O detetive deu uma longa tragada de ar, em seguida estreitando seus olhos felinos e ajeitando a postura de forma a parecer a pessoa mais alta no prédio.
“Ah sim, para que gastar espaço do Palácio com trívia inútil, quando se tem uma legista, a Scotland Yard e um médico do exército para isso?” ele alfinetou.
“Não seja tão dramático, o Greg não é toda a NSY.” John retrucou e, antes que Sherlock pudesse continuar o jogo de provocações juvenis, mudou o assunto: “Acredito que, segundo seus métodos, seja a hora de recolhermos informação sobre a vítima. Vítimas. Céus, três pessoas mortas e nós aqui fazendo essa cena!”

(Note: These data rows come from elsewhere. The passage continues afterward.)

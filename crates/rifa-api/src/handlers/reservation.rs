//! Reservation handlers — create, confirm, free entry, and lookups.

use axum::Json;
use axum::extract::{Path, State};
use axum::http::StatusCode;
use validator::Validate;

use rifa_core::error::AppError;
use rifa_entity::NewReservation;

use crate::dto::request::{ConfirmReservationRequest, CreateReservationRequest, FreeEntryRequest};
use crate::dto::response::{
    ApiResponse, ConfirmResponse, EmailEntry, EmailReservationsResponse, ExistsResponse,
    NumberOwnerResponse, ProgressResponse, ReservationResponse,
};
use crate::error::ApiError;
use crate::state::AppState;

/// POST /api/raffle/reservations
pub async fn create(
    State(state): State<AppState>,
    Json(req): Json<CreateReservationRequest>,
) -> Result<(StatusCode, Json<ApiResponse<ReservationResponse>>), ApiError> {
    req.validate()
        .map_err(|e| AppError::validation(e.to_string()))?;

    let reservation = state
        .reservation_service
        .create(NewReservation {
            code: req.code,
            buyer_name: req.buyer_name,
            phone: req.phone,
            city: req.city,
            email: req.email,
            combo_size: req.combo_size,
        })
        .await?;

    Ok((
        StatusCode::CREATED,
        Json(ApiResponse::ok(reservation.into())),
    ))
}

/// POST /api/raffle/reservations/confirm
pub async fn confirm(
    State(state): State<AppState>,
    Json(req): Json<ConfirmReservationRequest>,
) -> Result<Json<ApiResponse<ConfirmResponse>>, ApiError> {
    req.validate()
        .map_err(|e| AppError::validation(e.to_string()))?;

    let confirmed = state.reservation_service.confirm(&req.code).await?;

    Ok(Json(ApiResponse::ok(ConfirmResponse {
        code: confirmed.reservation.code,
        assigned_numbers: confirmed.reservation.assigned_numbers,
        notification: confirmed.notification,
    })))
}

/// POST /api/raffle/free-entries
pub async fn free_entry(
    State(state): State<AppState>,
    Json(req): Json<FreeEntryRequest>,
) -> Result<(StatusCode, Json<ApiResponse<ConfirmResponse>>), ApiError> {
    req.validate()
        .map_err(|e| AppError::validation(e.to_string()))?;

    let entry = state
        .reservation_service
        .free_entry(req.buyer_name, req.phone, req.city, req.email)
        .await?;

    Ok((
        StatusCode::CREATED,
        Json(ApiResponse::ok(ConfirmResponse {
            code: entry.reservation.code,
            assigned_numbers: entry.reservation.assigned_numbers,
            notification: entry.notification,
        })),
    ))
}

/// GET /api/raffle/progress
pub async fn progress(
    State(state): State<AppState>,
) -> Result<Json<ApiResponse<ProgressResponse>>, ApiError> {
    let progress = state.reservation_service.progress().await?;
    Ok(Json(ApiResponse::ok(ProgressResponse {
        sold: progress.sold,
        total: progress.total,
    })))
}

/// GET /api/raffle/reservations/by-email/{email}
pub async fn by_email(
    State(state): State<AppState>,
    Path(email): Path<String>,
) -> Result<Json<ApiResponse<EmailReservationsResponse>>, ApiError> {
    let reservations = state.reservation_service.find_by_email(&email).await?;

    let status = if reservations.is_empty() {
        "not-found"
    } else if reservations.iter().any(|r| r.confirmed) {
        "ok"
    } else {
        "pending"
    };

    Ok(Json(ApiResponse::ok(EmailReservationsResponse {
        status: status.to_string(),
        entries: reservations.into_iter().map(EmailEntry::from).collect(),
    })))
}

/// GET /api/raffle/reservations/{code}/exists
pub async fn exists(
    State(state): State<AppState>,
    Path(code): Path<String>,
) -> Result<Json<ApiResponse<ExistsResponse>>, ApiError> {
    let exists = state.reservation_service.exists(&code).await?;
    Ok(Json(ApiResponse::ok(ExistsResponse { exists })))
}

/// GET /api/raffle/numbers/{number}/owner
pub async fn number_owner(
    State(state): State<AppState>,
    Path(number): Path<i32>,
) -> Result<Json<ApiResponse<NumberOwnerResponse>>, ApiError> {
    let owner = state.reservation_service.number_owner(number).await?;
    Ok(Json(ApiResponse::ok(NumberOwnerResponse {
        buyer_name: owner.buyer_name,
        city: owner.city,
        code: owner.code,
    })))
}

John considerou seriamente suas escolhas ao longo da vida, quando retornaram ao necrotério para encontrar um Lestrade muito constrangido, convidando Molly para um café após o expediente. Um cadáver sendo testemunha. Pelo menos os dois passariam o feriado acompanhados, ele pensou com uma certa amargura.
“Lestrade! Se você quer esse caso resolvido antes que os tabloides caiam a dentadas nele, vou precisar de algumas informações.” Sherlock sabia ser teatral quando necessário.
John anotou depressa os nomes das vítimas e seus endereços. As três pessoas foram mortas da mesma maneira, por um arqueiro invisível. As mortes haviam ocorrido em intervalos de cerca de um ou dois dias. Faltavam quarenta e oito hora até o Dia dos Namorados, e era impossível determinar como o criminoso agiria nesse ínterim.
“Contenha-se” John disse a Sherlock, quando esse considerava animadamente várias hipóteses sobre o crime. “Ao menos não pareça tão alegre.”
“Nós vamos primeiro ao apartamento do arquiteto.” Sherlock decidiu, enquanto caminhavam pela rua. “Há mais alguma obviedade que você queira apontar?”
“Na verdade, observei duas coisas. Como que você soube que o garoto tocava especificamente em uma banda de rock indie, ou como você chama isso, e ao mesmo tempo você não tem ideia de quando é dia dos namorados?”
Sherlock olhou para John com a expressão de alguém que não se dignaria a responder. Sherlock cuidaria do caso, e o médico de uma investigação para satisfazer curiosidade pessoal.